Last modified 9 years ago

#10188 closed defect (fixed)

mpir spkg needs update for Fedora 14

Reported by: vbraun Owned by: tbd
Priority: major Milestone: sage-4.6.1
Component: packages: standard Keywords: execstack executable stack
Cc: leif, jdemeyer Merged in: sage-4.6.1.alpha3
Authors: Volker Braun Reviewers: Leif Leonhardy
Report Upstream: N/A Work issues:
Branch: Commit:
Dependencies: Stopgaps:

Description (last modified by leif)

MPIR builds libraries that have the "executable stack" flag. This breaks in Fedora 14 which tightened SELinux rules to disallow executable stack libraries by default.

Note that the MPIR libraries do not need executable stack permissions, the flag is set erroneously.

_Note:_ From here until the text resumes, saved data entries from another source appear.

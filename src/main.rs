//! Dropforge CLI - Beat-Synchronized Edit Synthesis
//!
//! Command-line interface for the Dropforge edit engine.

use anyhow::Result;
use clap::Parser;
use env_logger::Env;
use log::info;

use dropforge::cli::{commands, Cli, Commands};

fn main() -> Result<()> {
    let cli = Cli::parse();

    let default_level = if cli.verbose { "debug" } else { "info" };
    env_logger::Builder::from_env(Env::default().default_filter_or(default_level)).init();

    info!("Dropforge v{}", env!("CARGO_PKG_VERSION"));

    match cli.command {
        Some(cmd) => handle_command(cmd)?,
        None => {
            println!("Dropforge v{}", env!("CARGO_PKG_VERSION"));
            println!("Use --help for available commands");
        }
    }
    Ok(())
}

fn handle_command(cmd: Commands) -> Result<()> {
    match cmd {
        Commands::Process {
            original,
            vocals,
            instrumental,
            bpm,
            out_dir,
            policy,
        } => commands::process(
            &original,
            &vocals,
            &instrumental,
            bpm,
            &out_dir,
            policy.as_deref(),
        )?,
        Commands::Separate {
            input,
            out_dir,
            model,
        } => commands::separate(&input, &out_dir, &model)?,
    }
    Ok(())
}
//! BPM resolution
//!
//! Tempo comes from track metadata supplied by the caller; signal-analysis
//! detection proved unreliable enough that a missing BPM now means "skip the
//! beat-dependent recipes" rather than guessing. The trait keeps a detector
//! backend pluggable.

use crate::error::Result;

/// Tempo resolution backend
pub trait BpmSource: Send + Sync {
    /// Resolve the tempo for a track, or `None` when no BPM is available
    fn resolve(&self) -> Result<Option<f64>>;

    /// Name of this source (for logging)
    fn name(&self) -> &'static str;
}

/// BPM taken from caller-supplied metadata only
pub struct MetadataBpm {
    bpm: Option<f64>,
}

impl MetadataBpm {
    pub fn new(bpm: Option<f64>) -> Self {
        Self { bpm }
    }
}

impl BpmSource for MetadataBpm {
    fn resolve(&self) -> Result<Option<f64>> {
        Ok(self.bpm)
    }

    fn name(&self) -> &'static str {
        "metadata"
    }
}
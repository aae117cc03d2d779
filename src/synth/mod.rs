//! Percussion/FX Synthesizer
//!
//! Generates the decorative elements the edit recipes splice in: a clap
//! (bundled sample when available, filtered noise otherwise), a sub-bass
//! impact stinger, and beat-placed clap loops.
//!
//! Clap placement is a creative parameter, not a physical law; it is
//! expressed as a policy value so a recipe-set version can pin it.

use std::path::Path;

use log::{debug, warn};
use serde::{Deserialize, Serialize};

use crate::engine::{import_audio, AudioBuffer, TempoGrid};

/// Longest a bundled clap sample is allowed to run (ms)
const MAX_CLAP_SAMPLE_MS: u64 = 1000;

/// Fade applied when truncating a bundled sample (ms)
const SAMPLE_TRUNCATE_FADE_MS: u64 = 50;

/// High-pass cutoff shaping procedural claps (Hz)
const CLAP_HIGHPASS_HZ: f32 = 800.0;

/// Low-pass cutoff for the FX hit's noise layer (Hz)
const FX_LOWPASS_HZ: f32 = 500.0;

/// Fundamental of the FX hit's sine layer (Hz)
const FX_SINE_HZ: f32 = 60.0;

// ============================================================================
// Placement policy
// ============================================================================

/// Which beats of a loop receive a clap
#[derive(Debug, Clone, PartialEq, Eq, Serialize, Deserialize)]
#[serde(tag = "kind", rename_all = "snake_case")]
pub enum ClapPlacement {
    /// A clap on every beat (historical v1 behavior)
    EveryBeat,
    /// Claps on the given zero-based beats of each measure
    OnBeats {
        beats_in_measure: Vec<u32>,
        measure_len: u32,
    },
}

impl ClapPlacement {
    /// Canonical backbeat placement: beats 2 and 4 of each 4-beat measure
    pub fn backbeat() -> Self {
        ClapPlacement::OnBeats {
            beats_in_measure: vec![1, 3],
            measure_len: 4,
        }
    }

    /// Absolute beat indices receiving a clap within a `total_beats` loop
    pub fn positions(&self, total_beats: u32) -> Vec<u32> {
        match self {
            ClapPlacement::EveryBeat => (0..total_beats).collect(),
            ClapPlacement::OnBeats {
                beats_in_measure,
                measure_len,
            } => {
                if *measure_len == 0 {
                    return Vec::new();
                }
                (0..total_beats)
                    .filter(|b| beats_in_measure.contains(&(b % measure_len)))
                    .collect()
            }
        }
    }
}

// ============================================================================
// Noise source
// ============================================================================

/// Deterministic white noise (xorshift64*)
///
/// The crate carries no RNG dependency and the synthesizer benefits from
/// reproducible output: the same track always renders the same edits.
struct NoiseGen {
    state: u64,
}

impl NoiseGen {
    fn new(seed: u64) -> Self {
        Self {
            state: seed.max(1),
        }
    }

    fn next_sample(&mut self) -> f32 {
        let mut x = self.state;
        x ^= x >> 12;
        x ^= x << 25;
        x ^= x >> 27;
        self.state = x;
        let v = x.wrapping_mul(0x2545_F491_4F6C_DD1D);
        // Map the top 24 bits into [-1, 1)
        ((v >> 40) as f32 / 8_388_608.0) - 1.0
    }
}

fn white_noise(duration_ms: u64, channels: u16, sample_rate: u32, seed: u64) -> AudioBuffer {
    let frames = (duration_ms as f64 * sample_rate as f64 / 1000.0) as usize;
    let mut gen = NoiseGen::new(seed);
    let samples: Vec<f32> = (0..frames * channels as usize)
        .map(|_| gen.next_sample() * 0.5)
        .collect();
    AudioBuffer::from_interleaved(samples, channels, sample_rate).unwrap()
}

// ============================================================================
// First-order filters
// ============================================================================

fn high_pass(buf: &AudioBuffer, cutoff_hz: f32) -> AudioBuffer {
    let ch = buf.channels() as usize;
    let dt = 1.0 / buf.sample_rate() as f32;
    let rc = 1.0 / (2.0 * std::f32::consts::PI * cutoff_hz);
    let alpha = rc / (rc + dt);

    let mut out = buf.samples().to_vec();
    for c in 0..ch {
        let mut prev_x = 0.0f32;
        let mut prev_y = 0.0f32;
        for f in 0..buf.num_frames() {
            let x = buf.samples()[f * ch + c];
            let y = alpha * (prev_y + x - prev_x);
            out[f * ch + c] = y;
            prev_x = x;
            prev_y = y;
        }
    }
    AudioBuffer::from_interleaved(out, buf.channels(), buf.sample_rate()).unwrap()
}

fn low_pass(buf: &AudioBuffer, cutoff_hz: f32) -> AudioBuffer {
    let ch = buf.channels() as usize;
    let dt = 1.0 / buf.sample_rate() as f32;
    let rc = 1.0 / (2.0 * std::f32::consts::PI * cutoff_hz);
    let alpha = dt / (rc + dt);

    let mut out = buf.samples().to_vec();
    for c in 0..ch {
        let mut prev_y = 0.0f32;
        for f in 0..buf.num_frames() {
            let x = buf.samples()[f * ch + c];
            let y = prev_y + alpha * (x - prev_y);
            out[f * ch + c] = y;
            prev_y = y;
        }
    }
    AudioBuffer::from_interleaved(out, buf.channels(), buf.sample_rate()).unwrap()
}

fn sine_tone(freq: f32, duration_ms: u64, channels: u16, sample_rate: u32) -> AudioBuffer {
    let frames = (duration_ms as f64 * sample_rate as f64 / 1000.0) as usize;
    let angular = 2.0 * std::f32::consts::PI * freq / sample_rate as f32;
    let mut samples = Vec::with_capacity(frames * channels as usize);
    for f in 0..frames {
        let v = (angular * f as f32).sin() * 0.8;
        for _ in 0..channels {
            samples.push(v);
        }
    }
    AudioBuffer::from_interleaved(samples, channels, sample_rate).unwrap()
}

/// Conform a loaded sample to the target channel count
fn conform_channels(buf: AudioBuffer, channels: u16) -> AudioBuffer {
    if buf.channels() == channels {
        return buf;
    }
    let mono = buf.to_mono();
    if channels == 1 {
        return mono;
    }
    let mut samples = Vec::with_capacity(mono.num_frames() * channels as usize);
    for &s in mono.samples() {
        for _ in 0..channels {
            samples.push(s);
        }
    }
    AudioBuffer::from_interleaved(samples, channels, mono.sample_rate()).unwrap()
}

// ============================================================================
// Generators
// ============================================================================

/// Synthesize (or load) one clap hit
///
/// A bundled sample at `sample_path` wins when it exists, is readable, and
/// matches the target sample rate; it is truncated to at most one second
/// with a short fade. A missing or unusable sample is never fatal: the
/// fallback is a white-noise burst with a fast linear decay and an 800 Hz
/// high-pass, which lands close enough to a clap's spectral character.
pub fn generate_clap(
    duration_ms: u64,
    channels: u16,
    sample_rate: u32,
    sample_path: Option<&Path>,
) -> AudioBuffer {
    if let Some(path) = sample_path {
        match import_audio(path) {
            Ok(sample) if sample.sample_rate() == sample_rate => {
                let sample = conform_channels(sample, channels);
                let clap = if sample.duration_ms() > MAX_CLAP_SAMPLE_MS {
                    sample
                        .slice_ms(0, MAX_CLAP_SAMPLE_MS)
                        .fade_out(SAMPLE_TRUNCATE_FADE_MS)
                } else {
                    sample
                };
                debug!("clap: using bundled sample {}", path.display());
                return clap;
            }
            Ok(sample) => {
                warn!(
                    "clap sample {} is {} Hz, track is {} Hz; falling back to synthesis",
                    path.display(),
                    sample.sample_rate(),
                    sample_rate
                );
            }
            Err(e) => {
                warn!(
                    "failed to load clap sample {}: {}; falling back to synthesis",
                    path.display(),
                    e
                );
            }
        }
    }

    let noise = white_noise(duration_ms, channels, sample_rate, 0xC1A9_05EB);
    let decay = duration_ms.saturating_sub(10);
    high_pass(&noise.fade_out(decay), CLAP_HIGHPASS_HZ)
}

/// Synthesize a sub-bass impact stinger
///
/// A 60 Hz sine faded over the full duration, with a low-passed noise burst
/// of half the duration layered on top.
pub fn generate_fx_hit(duration_ms: u64, channels: u16, sample_rate: u32) -> AudioBuffer {
    let sine = sine_tone(FX_SINE_HZ, duration_ms, channels, sample_rate).fade_out(duration_ms);
    let burst_ms = duration_ms / 2;
    let noise = low_pass(
        &white_noise(burst_ms, channels, sample_rate, 0xF0CC_1D57).fade_out(burst_ms),
        FX_LOWPASS_HZ,
    );
    // Sine defines the length; the noise layer rides on its first half
    sine.overlay(&noise).unwrap_or(sine)
}

/// Build a clap loop of `beats` beats on the given grid
///
/// Returns silence of the loop's span with a clap overlaid at each
/// placement position. Offsets come from the absolute beat index.
pub fn build_clap_loop(
    grid: &TempoGrid,
    beats: u32,
    placement: &ClapPlacement,
    channels: u16,
    sample_rate: u32,
    sample_path: Option<&Path>,
) -> AudioBuffer {
    let clap_ms = (grid.beat_ms() / 2.0).min(200.0) as u64;
    let clap = generate_clap(clap_ms.max(1), channels, sample_rate, sample_path);

    let mut loop_buf = AudioBuffer::silent(grid.span_ms(beats), channels, sample_rate);
    for beat in placement.positions(beats) {
        // Same rate and channels throughout, the overlay cannot fail
        if let Ok(mixed) = loop_buf.overlay_at(&clap, grid.offset_ms(beat)) {
            loop_buf = mixed;
        }
    }
    loop_buf
}
//! Drop Locator
//!
//! Finds the highest-energy 32-beat window of the instrumental stem, used
//! as the climactic anchor point for every beat-dependent edit recipe.

use log::debug;
use serde::{Deserialize, Serialize};

use crate::engine::{AudioBuffer, TempoGrid};

/// Fixed drop window length in beats
pub const DROP_BEATS: u32 = 32;

/// Skip this much leading audio before scanning (intros bias the search)
const ANALYSIS_SKIP_MS: u64 = 15_000;

/// Only skip the intro when the track is at least this long
const SKIP_MIN_TRACK_MS: u64 = 45_000;

/// Highest-energy beat-aligned region of the instrumental
#[derive(Debug, Clone, Copy, PartialEq, Eq, Serialize, Deserialize)]
pub struct DropWindow {
    /// Window start, milliseconds from track start
    pub start_ms: u64,
    /// Window length in beats (fixed at [`DROP_BEATS`])
    pub length_beats: u32,
}

impl DropWindow {
    /// Window end in milliseconds for the given grid
    pub fn end_ms(&self, grid: &TempoGrid) -> u64 {
        self.start_ms + grid.span_ms(self.length_beats)
    }
}

/// Locate the drop in an instrumental stem
///
/// Slides a 32-beat window over a mono downmix in 1-beat steps, maximizing
/// the sum of squared sample amplitudes. Ties resolve to the earliest
/// position. The first 15 seconds are excluded from the scan when the track
/// is longer than 45 seconds. If the analyzable region is shorter than one
/// window the degenerate answer is `start_ms = 0`.
///
/// Raw energy rather than perceptual loudness: drops are sustained high
/// amplitude across dense layers, which the sum of squares captures cheaply.
pub fn locate_drop(instrumental: &AudioBuffer, grid: &TempoGrid) -> DropWindow {
    // Mono downmix for analysis only; output slicing uses the original
    let mono = instrumental.to_mono();
    let rate = mono.sample_rate() as f64;

    let skip_ms = if mono.duration_ms() > SKIP_MIN_TRACK_MS {
        ANALYSIS_SKIP_MS
    } else {
        0
    };

    let window_ms = grid.span_ms(DROP_BEATS);
    let skip_frames = mono.ms_to_frames(skip_ms);
    let window_frames = mono.ms_to_frames(window_ms);
    let step_frames = mono.ms_to_frames(grid.span_ms(1)).max(1);

    let analysis = &mono.samples()[skip_frames.min(mono.samples().len())..];
    if analysis.len() < window_frames || window_frames == 0 {
        debug!(
            "drop scan degenerate: {} analysis frames < {} window frames",
            analysis.len(),
            window_frames
        );
        return DropWindow {
            start_ms: 0,
            length_beats: DROP_BEATS,
        };
    }

    // Prefix sums of squared amplitude make each window an O(1) lookup
    let mut prefix = Vec::with_capacity(analysis.len() + 1);
    let mut acc = 0.0f64;
    prefix.push(0.0);
    for &s in analysis {
        acc += (s as f64) * (s as f64);
        prefix.push(acc);
    }

    let mut best_start = 0usize;
    let mut max_energy = f64::NEG_INFINITY;
    let mut i = 0usize;
    while i + window_frames <= analysis.len() {
        let energy = prefix[i + window_frames] - prefix[i];
        // Strictly greater keeps the earliest position on ties
        if energy > max_energy {
            max_energy = energy;
            best_start = i;
        }
        i += step_frames;
    }

    let mut start_ms = (best_start as f64 * 1000.0 / rate) as u64 + skip_ms;
    // Frame/ms truncation can land the window end a hair past the buffer
    let track_ms = instrumental.duration_ms();
    if start_ms + window_ms > track_ms {
        start_ms = track_ms.saturating_sub(window_ms);
    }

    debug!(
        "drop located at {} ms (energy {:.3e}, window {} ms)",
        start_ms, max_energy, window_ms
    );

    DropWindow {
        start_ms,
        length_beats: DROP_BEATS,
    }
}
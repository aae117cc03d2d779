//! CLI Module
//!
//! Command-line interface for the Dropforge edit engine.

pub mod commands;

use clap::{Parser, Subcommand};
use std::path::PathBuf;

/// Dropforge - beat-synchronized DJ edit synthesis
#[derive(Parser, Debug)]
#[command(name = "dropforge")]
#[command(version, about, long_about = None)]
pub struct Cli {
    /// Enable verbose output
    #[arg(short, long, global = true)]
    pub verbose: bool,

    #[command(subcommand)]
    pub command: Option<Commands>,
}

#[derive(Subcommand, Debug)]
pub enum Commands {
    /// Synthesize all edits for a track with pre-separated stems
    #[command(name = "process")]
    Process {
        /// Original mix (WAV)
        original: PathBuf,

        /// Vocal stem (WAV)
        #[arg(long)]
        vocals: PathBuf,

        /// Instrumental stem (WAV)
        #[arg(long)]
        instrumental: PathBuf,

        /// Track tempo from metadata; omit to skip beat-dependent edits
        #[arg(long)]
        bpm: Option<f64>,

        /// Output directory for the rendered WAV files
        #[arg(short, long, default_value = "edits")]
        out_dir: PathBuf,

        /// Recipe policy file (JSON); defaults to the v2 policy
        #[arg(long)]
        policy: Option<PathBuf>,
    },

    /// Run stem separation on an original file
    #[command(name = "separate")]
    Separate {
        /// Input audio file
        input: PathBuf,

        /// Output directory for the stem files
        #[arg(short, long, default_value = "output")]
        out_dir: PathBuf,

        /// Demucs model name
        #[arg(long, default_value = "htdemucs")]
        model: String,
    },
}
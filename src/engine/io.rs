//! Audio file I/O
//!
//! WAV import and export for the edit engine. Buffers keep their source
//! sample rate throughout; no resampling happens on import, because every
//! composition operation works on buffers from the same track (the stems
//! share the original's rate).

use std::path::Path;

use hound::{SampleFormat, WavReader, WavSpec, WavWriter};

use crate::engine::buffer::AudioBuffer;
use crate::error::{DropforgeError, Result};

/// Export bit depth configuration
#[derive(Debug, Clone, Copy)]
pub struct ExportFormat {
    /// Bit depth: 16, 24, or 32 (default: 16)
    pub bit_depth: u16,
}

impl Default for ExportFormat {
    fn default() -> Self {
        ExportFormat { bit_depth: 16 }
    }
}

/// Import a WAV file as an interleaved float buffer
///
/// # Errors
/// * `FileNotFound` if the path does not exist
/// * `InvalidAudio` if the file is not a readable WAV
/// * `EmptyAudio` if the file holds no samples
pub fn import_audio(path: &Path) -> Result<AudioBuffer> {
    if !path.exists() {
        return Err(DropforgeError::FileNotFound {
            path: path.display().to_string(),
        });
    }

    let mut reader = WavReader::open(path).map_err(|e| DropforgeError::InvalidAudio {
        reason: format!("failed to open WAV file: {}", e),
        source: Some(Box::new(e)),
    })?;

    let spec = reader.spec();
    let samples = read_samples_as_f32(&mut reader, spec)?;

    if samples.is_empty() {
        return Err(DropforgeError::EmptyAudio);
    }

    AudioBuffer::from_interleaved(samples, spec.channels, spec.sample_rate)
}

fn read_samples_as_f32(
    reader: &mut WavReader<std::io::BufReader<std::fs::File>>,
    spec: WavSpec,
) -> Result<Vec<f32>> {
    let map_err = |e: hound::Error| DropforgeError::InvalidAudio {
        reason: format!("failed to read WAV samples: {}", e),
        source: Some(Box::new(e)),
    };

    match (spec.sample_format, spec.bits_per_sample) {
        (SampleFormat::Float, 32) => reader
            .samples::<f32>()
            .map(|s| s.map_err(map_err))
            .collect(),
        (SampleFormat::Int, bits) => {
            let scale = (1i64 << (bits - 1)) as f32;
            reader
                .samples::<i32>()
                .map(|s| s.map(|v| v as f32 / scale).map_err(map_err))
                .collect()
        }
        (format, bits) => Err(DropforgeError::InvalidAudio {
            reason: format!("unsupported WAV format: {:?} {}-bit", format, bits),
            source: None,
        }),
    }
}

/// Export an AudioBuffer to a WAV file
pub fn export_audio(buffer: &AudioBuffer, path: &Path, format: ExportFormat) -> Result<()> {
    let spec = WavSpec {
        channels: buffer.channels(),
        sample_rate: buffer.sample_rate(),
        bits_per_sample: format.bit_depth,
        sample_format: if format.bit_depth == 32 {
            SampleFormat::Float
        } else {
            SampleFormat::Int
        },
    };

    let io_err = |e: hound::Error| {
        DropforgeError::Io(std::io::Error::new(std::io::ErrorKind::Other, e.to_string()))
    };

    let mut writer = WavWriter::create(path, spec).map_err(io_err)?;

    match format.bit_depth {
        16 => {
            for &sample in buffer.samples() {
                let scaled = (sample * 32767.0).clamp(-32768.0, 32767.0) as i16;
                writer.write_sample(scaled).map_err(io_err)?;
            }
        }
        24 => {
            for &sample in buffer.samples() {
                let scaled = (sample * 8_388_607.0).clamp(-8_388_608.0, 8_388_607.0) as i32;
                writer.write_sample(scaled).map_err(io_err)?;
            }
        }
        32 => {
            for &sample in buffer.samples() {
                writer.write_sample(sample).map_err(io_err)?;
            }
        }
        other => {
            return Err(DropforgeError::InvalidAudio {
                reason: format!("{}-bit export not supported (use 16, 24, or 32)", other),
                source: None,
            });
        }
    }

    writer.finalize().map_err(io_err)?;
    Ok(())
}

/// Generate a mono sine test tone
pub fn generate_test_tone(frequency: f32, duration_ms: u64, sample_rate: u32) -> AudioBuffer {
    let num_frames = (duration_ms as f64 * sample_rate as f64 / 1000.0) as usize;
    let angular_freq = 2.0 * std::f32::consts::PI * frequency / sample_rate as f32;
    let samples: Vec<f32> = (0..num_frames).map(|i| (angular_freq * i as f32).sin()).collect();
    // Frame count is always divisible by one channel
    AudioBuffer::from_interleaved(samples, 1, sample_rate).unwrap()
}

#[cfg(test)]
mod tests {
    use super::*;
    use tempfile::tempdir;

    #[test]
    fn test_export_import_roundtrip() {
        let dir = tempdir().unwrap();
        let path = dir.path().join("tone.wav");

        let tone = generate_test_tone(440.0, 500, 44100);
        export_audio(&tone, &path, ExportFormat::default()).unwrap();

        let loaded = import_audio(&path).unwrap();
        assert_eq!(loaded.channels(), 1);
        assert_eq!(loaded.sample_rate(), 44100);
        assert_eq!(loaded.num_frames(), tone.num_frames());
        // 16-bit quantization keeps levels within a small tolerance
        assert!((loaded.rms_db() - tone.rms_db()).abs() < 0.1);
    }

    #[test]
    fn test_import_missing_file() {
        let err = import_audio(Path::new("/nonexistent/missing.wav")).unwrap_err();
        assert_eq!(err.error_code(), "FILE_NOT_FOUND");
    }

    #[test]
    fn test_export_rejects_odd_bit_depth() {
        let dir = tempdir().unwrap();
        let tone = generate_test_tone(440.0, 100, 44100);
        let err = export_audio(
            &tone,
            &dir.path().join("bad.wav"),
            ExportFormat { bit_depth: 12 },
        )
        .unwrap_err();
        assert_eq!(err.error_code(), "INVALID_AUDIO");
    }
}
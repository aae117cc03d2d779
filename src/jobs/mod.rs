//! Job scaffolding around the engine
//!
//! The engine itself is stateless; these types carry the guarantees the
//! orchestrating system owes it:
//! - one separation/edit job at a time per accelerator (single-worker FIFO
//!   queue, no cancellation)
//! - per-session progress state behind a lock, safe for concurrent polling
//! - artifact cleanup driven by an explicit remaining-download count, never
//!   by directory heuristics

use std::collections::HashMap;
use std::path::PathBuf;
use std::sync::mpsc::{self, Sender};
use std::sync::{Arc, Mutex};
use std::thread::{self, JoinHandle};

use chrono::{DateTime, Utc};
use log::{debug, info, warn};
use serde::{Deserialize, Serialize};
use uuid::Uuid;

use crate::error::{DropforgeError, Result};

// ============================================================================
// Session status
// ============================================================================

/// Pipeline stage of a session's current job
#[derive(Debug, Clone, PartialEq, Eq, Serialize, Deserialize)]
#[serde(rename_all = "snake_case", tag = "stage")]
pub enum JobStage {
    Queued,
    Separating,
    Synthesizing,
    Exporting,
    Complete,
    Failed { message: String },
}

/// Progress snapshot for one session
#[derive(Debug, Clone, Serialize, Deserialize)]
pub struct JobStatus {
    pub stage: JobStage,
    pub updated_at: DateTime<Utc>,
}

/// Mutex-guarded session → status map
///
/// Status polling and worker updates race by design; every access goes
/// through these methods, no raw map is ever exposed.
#[derive(Clone, Default)]
pub struct SessionStore {
    inner: Arc<Mutex<HashMap<Uuid, JobStatus>>>,
}

impl SessionStore {
    pub fn new() -> Self {
        Self::default()
    }

    /// Register a new session, starting in `Queued`
    pub fn create_session(&self) -> Uuid {
        let id = Uuid::new_v4();
        let status = JobStatus {
            stage: JobStage::Queued,
            updated_at: Utc::now(),
        };
        self.inner.lock().unwrap().insert(id, status);
        debug!("session {} created", id);
        id
    }

    /// Move a session to a new stage
    pub fn update(&self, session: Uuid, stage: JobStage) -> Result<()> {
        let mut map = self.inner.lock().unwrap();
        let status = map
            .get_mut(&session)
            .ok_or_else(|| DropforgeError::SessionNotFound {
                session_id: session.to_string(),
            })?;
        status.stage = stage;
        status.updated_at = Utc::now();
        Ok(())
    }

    /// Snapshot a session's status
    pub fn get(&self, session: Uuid) -> Result<JobStatus> {
        self.inner
            .lock()
            .unwrap()
            .get(&session)
            .cloned()
            .ok_or_else(|| DropforgeError::SessionNotFound {
                session_id: session.to_string(),
            })
    }

    /// Drop a session's state once its artifacts are gone
    pub fn remove(&self, session: Uuid) {
        self.inner.lock().unwrap().remove(&session);
    }
}

// ============================================================================
// Worker queue
// ============================================================================

type Job = Box<dyn FnOnce() + Send + 'static>;

/// Single-worker FIFO job queue
///
/// One queue per hardware accelerator serializes the heavy separation and
/// synthesis work; jobs submitted mid-run wait their turn. There is no
/// cancellation: a started job runs to completion or failure.
pub struct JobQueue {
    sender: Option<Sender<Job>>,
    worker: Option<JoinHandle<()>>,
}

impl JobQueue {
    /// Spawn the worker thread
    pub fn new(name: &str) -> Self {
        let (sender, receiver) = mpsc::channel::<Job>();
        let thread_name = format!("dropforge-worker-{}", name);
        let worker = thread::Builder::new()
            .name(thread_name.clone())
            .spawn(move || {
                while let Ok(job) = receiver.recv() {
                    job();
                }
                debug!("worker loop finished");
            })
            .expect("failed to spawn worker thread");
        info!("job worker '{}' started", thread_name);
        Self {
            sender: Some(sender),
            worker: Some(worker),
        }
    }

    /// Enqueue a job; it runs after everything submitted before it
    pub fn submit<F>(&self, job: F) -> Result<()>
    where
        F: FnOnce() + Send + 'static,
    {
        self.sender
            .as_ref()
            .ok_or(DropforgeError::QueueClosed)?
            .send(Box::new(job))
            .map_err(|_| DropforgeError::QueueClosed)
    }

    /// Stop accepting jobs and wait for the queue to drain
    pub fn shutdown(mut self) {
        self.close_and_join();
    }

    fn close_and_join(&mut self) {
        self.sender.take();
        if let Some(worker) = self.worker.take() {
            if worker.join().is_err() {
                warn!("job worker panicked");
            }
        }
    }
}

impl Drop for JobQueue {
    fn drop(&mut self) {
        self.close_and_join();
    }
}

// ============================================================================
// Artifact ledger
// ============================================================================

struct TrackArtifacts {
    remaining: usize,
    session: Uuid,
    paths: Vec<PathBuf>,
}

/// Reference-counted artifact cleanup
///
/// Each track registers how many artifacts a client is expected to fetch.
/// Every successful download decrements the count under the lock; the
/// track's files are deleted only when the count reaches zero. The count is
/// the sole cleanup trigger.
#[derive(Clone, Default)]
pub struct ArtifactLedger {
    inner: Arc<Mutex<HashMap<String, TrackArtifacts>>>,
    sessions: SessionStore,
}

impl ArtifactLedger {
    pub fn new(sessions: SessionStore) -> Self {
        Self {
            inner: Arc::default(),
            sessions,
        }
    }

    /// Register a track's artifacts and expected fetch count
    ///
    /// `paths` lists everything to delete on cleanup: the working directory
    /// and the original upload.
    pub fn register(&self, track_id: &str, session: Uuid, expected: usize, paths: Vec<PathBuf>) {
        let mut map = self.inner.lock().unwrap();
        map.insert(
            track_id.to_string(),
            TrackArtifacts {
                remaining: expected,
                session,
                paths,
            },
        );
        debug!("track '{}': {} artifacts registered", track_id, expected);
    }

    /// Artifacts still awaiting download for a track
    pub fn remaining(&self, track_id: &str) -> Result<usize> {
        let map = self.inner.lock().unwrap();
        map.get(track_id)
            .map(|t| t.remaining)
            .ok_or_else(|| DropforgeError::TrackNotFound {
                track_id: track_id.to_string(),
            })
    }

    /// Record one successful download; returns true when the track's files
    /// were cleaned up as a result
    pub fn mark_downloaded(&self, track_id: &str) -> Result<bool> {
        let mut map = self.inner.lock().unwrap();
        let entry = map
            .get_mut(track_id)
            .ok_or_else(|| DropforgeError::TrackNotFound {
                track_id: track_id.to_string(),
            })?;

        entry.remaining = entry.remaining.saturating_sub(1);
        if entry.remaining > 0 {
            debug!("track '{}': {} artifacts left", track_id, entry.remaining);
            return Ok(false);
        }

        let entry = map.remove(track_id).unwrap();
        drop(map);

        for path in &entry.paths {
            let result = if path.is_dir() {
                std::fs::remove_dir_all(path)
            } else {
                std::fs::remove_file(path)
            };
            if let Err(e) = result {
                // Cleanup is best effort once the count says go
                warn!("failed to remove {}: {}", path.display(), e);
            }
        }
        self.sessions.remove(entry.session);
        info!("track '{}' fully fetched, artifacts removed", track_id);
        Ok(true)
    }
}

Probably because gcc can't figure it out automatically for assembler code.

Updated spkg is here:

http://www.stp.dias.ie/~vbraun/Sage/spkg/mpir-1.2.2.p2.spkg

The only change was that the spkg-install tested whether the execstack utility is installed and then used it to clear the flag after the make step.

The new spkg now simply adds -Wl,-z,noexecstack to LDFLAGS on Linux.

Attachments (1)

mpir-spkg-install.diff (1.9 KB) - added by vbraun 9 years ago.
Updated patch

Download all attachments as: .zip

Change History (20)

comment:1 Changed 9 years ago by fbissey

I pointed out the executable stack problem of mpir a while ago. They inherited from gmp actually. In actual fact that should be fixed in mpir. In Gentoo we have a patch but we don't know if it removes the executable stack on all cpu models that are affected.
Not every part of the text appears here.